The findings are dramatic because little has been known about the origins of the Justinian Plague, which contributed to the end to the Roman Empire, and its relationship to the Black Death, some 800 years later. The Plague of Justinian struck in the sixth century and killed between 30 and 50 million people -- virtually half the world's population as it spread across Asia, North Africa, Arabia and Europe. The Black Death would strike some 800 years later with similar force, killing 50 million Europeans between just 1347 and 1351 alone.

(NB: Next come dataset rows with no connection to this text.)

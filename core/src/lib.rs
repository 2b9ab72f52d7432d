pub mod error;
pub mod filesystem;
pub mod variant;

pub use error::FatError;
pub use filesystem::{FormatOptions, FormatReport};
pub use variant::FatVariant;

Researchers from several universities isolated miniscule DNA fragments from the 1,500-year-old teeth of two victims of the Justinian plague, buried in Bavaria, Germany. They reconstructed the genome of the oldest Yersinia pestis, the bacterium responsible for the plague, and compared it to a database of genomes of more than 100 contemporary strains. The results are published in the online edition of The Lancet Infectious Disease. They show the strain responsible for the Justinian outbreak was an evolutionary 'dead-end' and distinct from strains involved later in the Black Death and other plague pandemics that would follow.

The third pandemic, which spread from Hong Kong across the globe is likely a descendant of the Black Death strain and thus much more successful than the one responsible for the Justinian Plague.

This study raises questions about why a pathogen that was so deadly died out. One testable possibility is that human populations evolved to become less susceptible. Another possibility is that changes in the climate became less suitable for the plague bacterium to survive in the wild.

Fortunately, we now have antibiotics that could be used to effectively treat plague, which lessens the chances of another large-scale human pandemic.